* EXERCISE
Retyping the records exactly is the whole task.

:: GIVEN RECORDS ::

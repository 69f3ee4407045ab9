use std::{future::Future, num::NonZeroUsize, time::Duration};

use collective::{CollectiveErr, Communicator, WorkerSet};
use tokio::time;

const DEADLINE: Duration = Duration::from_secs(5);

/// Runs `body` once per rank on its own task and returns the outputs ordered by rank.
async fn run_world<F, Fut, O>(size: usize, body: F) -> Vec<O>
where
    F: Fn(Communicator<f64>) -> Fut,
    Fut: Future<Output = O> + Send + 'static,
    O: Send + 'static,
{
    let comms = collective::world(NonZeroUsize::new(size).unwrap());
    let handles: Vec<_> = comms.into_iter().map(|c| tokio::spawn(body(c))).collect();

    let joined = time::timeout(DEADLINE, futures::future::join_all(handles))
        .await
        .expect("worker set deadlocked");

    joined.into_iter().map(|r| r.unwrap()).collect()
}

#[tokio::test(flavor = "multi_thread", worker_threads = 4)]
async fn scatter_then_gather() {
    const SIZE: usize = 4;
    const BLOCK: usize = 3;

    let outputs = run_world(SIZE, |mut comm| async move {
        let full: Vec<f64> = (0..SIZE * BLOCK).map(|i| i as f64).collect();
        let is_origin = comm.rank() == 0;

        let mut block = vec![0.; BLOCK];
        comm.scatter(is_origin.then_some(&full[..]), &mut block, 0)
            .await
            .unwrap();

        let start = (comm.rank() * BLOCK) as f64;
        assert_eq!(block, [start, start + 1., start + 2.]);

        for v in block.iter_mut() {
            *v *= 2.;
        }

        let mut out = vec![0.; SIZE * BLOCK];
        comm.gather(&block, is_origin.then_some(&mut out[..]), 0)
            .await
            .unwrap();

        is_origin.then_some(out)
    })
    .await;

    let expected: Vec<f64> = (0..SIZE * BLOCK).map(|i| 2. * i as f64).collect();
    assert_eq!(outputs[0].as_deref(), Some(&expected[..]));
    assert!(outputs[1..].iter().all(Option::is_none));
}

#[tokio::test(flavor = "multi_thread", worker_threads = 4)]
async fn non_zero_origin() {
    const SIZE: usize = 3;
    const ORIGIN: usize = 2;

    let outputs = run_world(SIZE, |mut comm| async move {
        let full = [10., 20., 30.];
        let mut block = [0.];

        let is_origin = comm.rank() == ORIGIN;
        comm.scatter(is_origin.then_some(&full[..]), &mut block, ORIGIN)
            .await
            .unwrap();

        let mut out = [0.; SIZE];
        comm.gather(&block, is_origin.then_some(&mut out[..]), ORIGIN)
            .await
            .unwrap();

        (block[0], is_origin.then_some(out))
    })
    .await;

    assert_eq!(outputs[0].0, 10.);
    assert_eq!(outputs[1].0, 20.);
    assert_eq!(outputs[2].0, 30.);
    assert_eq!(outputs[ORIGIN].1, Some([10., 20., 30.]));
}

#[tokio::test(flavor = "multi_thread", worker_threads = 4)]
async fn agree_is_logical_and() {
    const SIZE: usize = 4;

    let outputs = run_world(SIZE, |mut comm| async move {
        let everyone = comm.agree(true).await.unwrap();
        let local_ok = comm.rank() != 2;
        let one_fails = comm.agree(local_ok).await.unwrap();
        let again = comm.agree(true).await.unwrap();
        (everyone, one_fails, again)
    })
    .await;

    assert!(outputs.iter().all(|&o| o == (true, false, true)));
}

#[tokio::test(flavor = "multi_thread", worker_threads = 4)]
async fn mismatched_block_len() {
    let outputs = run_world(2, |mut comm| async move {
        let full = [1., 2., 3., 4.];

        if comm.rank() == 0 {
            let mut block = [0.; 2];
            comm.scatter(Some(&full[..]), &mut block, 0).await
        } else {
            let mut block = [0.; 1];
            comm.scatter(None, &mut block, 0).await
        }
    })
    .await;

    assert!(outputs[0].is_ok());
    assert_eq!(
        outputs[1],
        Err(CollectiveErr::BlockSizeMismatch {
            peer: 0,
            got: 2,
            expected: 1,
        })
    );
}

#[tokio::test]
async fn uneven_layout() {
    let mut comms = collective::world::<f64>(NonZeroUsize::new(1).unwrap());
    let mut comm = comms.pop().unwrap();

    let full = [1., 2., 3.];
    let mut block = [0.; 2];
    let err = comm.scatter(Some(&full[..]), &mut block, 0).await.unwrap_err();

    assert!(matches!(err, CollectiveErr::LayoutMismatch { full: 3, block: 2, .. }));
}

:::

* FINISHED TASK
repository 69f3ee4407045ab9
use std::{future::Future, num::NonZeroUsize, time::Duration};

use collective::{CollectiveErr, Communicator, WorkerSet};
use tokio::time;

const DEADLINE: Duration = Duration::from_secs(5);

/// Runs `body` once per rank on its own task and returns the outputs ordered by rank.
async fn run_world<F, Fut, O>(size: usize, body: F) -> Vec<O>
where
    F: Fn(Communicator<f64>) -> Fut,
    Fut: Future<Output = O> + Send + 'static,
    O: Send + 'static,
{
    let comms = collective::world(NonZeroUsize::new(size).unwrap());
    let handles: Vec<_> = comms.into_iter().map(|c| tokio::spawn(body(c))).collect();

    let joined = time::timeout(DEADLINE, futures::future::join_all(handles))
        .await
        .expect("worker set deadlocked");

    joined.into_iter().map(|r| r.unwrap()).collect()
}

#[tokio::test(flavor = "multi_thread", worker_threads = 4)]
async fn scatter_then_gather() {
    const SIZE: usize = 4;
    const BLOCK: usize = 3;

    let outputs = run_world(SIZE, |mut comm| async move {
        let full: Vec<f64> = (0..SIZE * BLOCK).map(|i| i as f64).collect();
        let is_origin = comm.rank() == 0;

        let mut block = vec![0.; BLOCK];
        comm.scatter(is_origin.then_some(&full[..]), &mut block, 0)
            .await
            .unwrap();

        let start = (comm.rank() * BLOCK) as f64;
        assert_eq!(block, [start, start + 1., start + 2.]);

        for v in block.iter_mut() {
            *v *= 2.;
        }

        let mut out = vec![0.; SIZE * BLOCK];
        comm.gather(&block, is_origin.then_some(&mut out[..]), 0)
            .await
            .unwrap();

        is_origin.then_some(out)
    })
    .await;

    let expected: Vec<f64> = (0..SIZE * BLOCK).map(|i| 2. * i as f64).collect();
    assert_eq!(outputs[0].as_deref(), Some(&expected[..]));
    assert!(outputs[1..].iter().all(Option::is_none));
}

#[tokio::test(flavor = "multi_thread", worker_threads = 4)]
async fn non_zero_origin() {
    const SIZE: usize = 3;
    const ORIGIN: usize = 2;

    let outputs = run_world(SIZE, |mut comm| async move {
        let full = [10., 20., 30.];
        let mut block = [0.];

        let is_origin = comm.rank() == ORIGIN;
        comm.scatter(is_origin.then_some(&full[..]), &mut block, ORIGIN)
            .await
            .unwrap();

        let mut out = [0.; SIZE];
        comm.gather(&block, is_origin.then_some(&mut out[..]), ORIGIN)
            .await
            .unwrap();

        (block[0], is_origin.then_some(out))
    })
    .await;

    assert_eq!(outputs[0].0, 10.);
    assert_eq!(outputs[1].0, 20.);
    assert_eq!(outputs[2].0, 30.);
    assert_eq!(outputs[ORIGIN].1, Some([10., 20., 30.]));
}

#[tokio::test(flavor = "multi_thread", worker_threads = 4)]
async fn agree_is_logical_and() {
    const SIZE: usize = 4;

    let outputs = run_world(SIZE, |mut comm| async move {
        let everyone = comm.agree(true).await.unwrap();
        let local_ok = comm.rank() != 2;
        let one_fails = comm.agree(local_ok).await.unwrap();
        let again = comm.agree(true).await.unwrap();
        (everyone, one_fails, again)
    })
    .await;

    assert!(outputs.iter().all(|&o| o == (true, false, true)));
}

#[tokio::test(flavor = "multi_thread", worker_threads = 4)]
async fn mismatched_block_len() {
    let outputs = run_world(2, |mut comm| async move {
        let full = [1., 2., 3., 4.];

        if comm.rank() == 0 {
            let mut block = [0.; 2];
            comm.scatter(Some(&full[..]), &mut block, 0).await
        } else {
            let mut block = [0.; 1];
            comm.scatter(None, &mut block, 0).await
        }
    })
    .await;

    assert!(outputs[0].is_ok());
    assert_eq!(
        outputs[1],
        Err(CollectiveErr::BlockSizeMismatch {
            peer: 0,
            got: 2,
            expected: 1,
        })
    );
}

#[tokio::test]
async fn uneven_layout() {
    let mut comms = collective::world::<f64>(NonZeroUsize::new(1).unwrap());
    let mut comm = comms.pop().unwrap();

    let full = [1., 2., 3.];
    let mut block = [0.; 2];
    let err = comm.scatter(Some(&full[..]), &mut block, 0).await.unwrap_err();

    assert!(matches!(err, CollectiveErr::LayoutMismatch { full: 3, block: 2, .. }));
}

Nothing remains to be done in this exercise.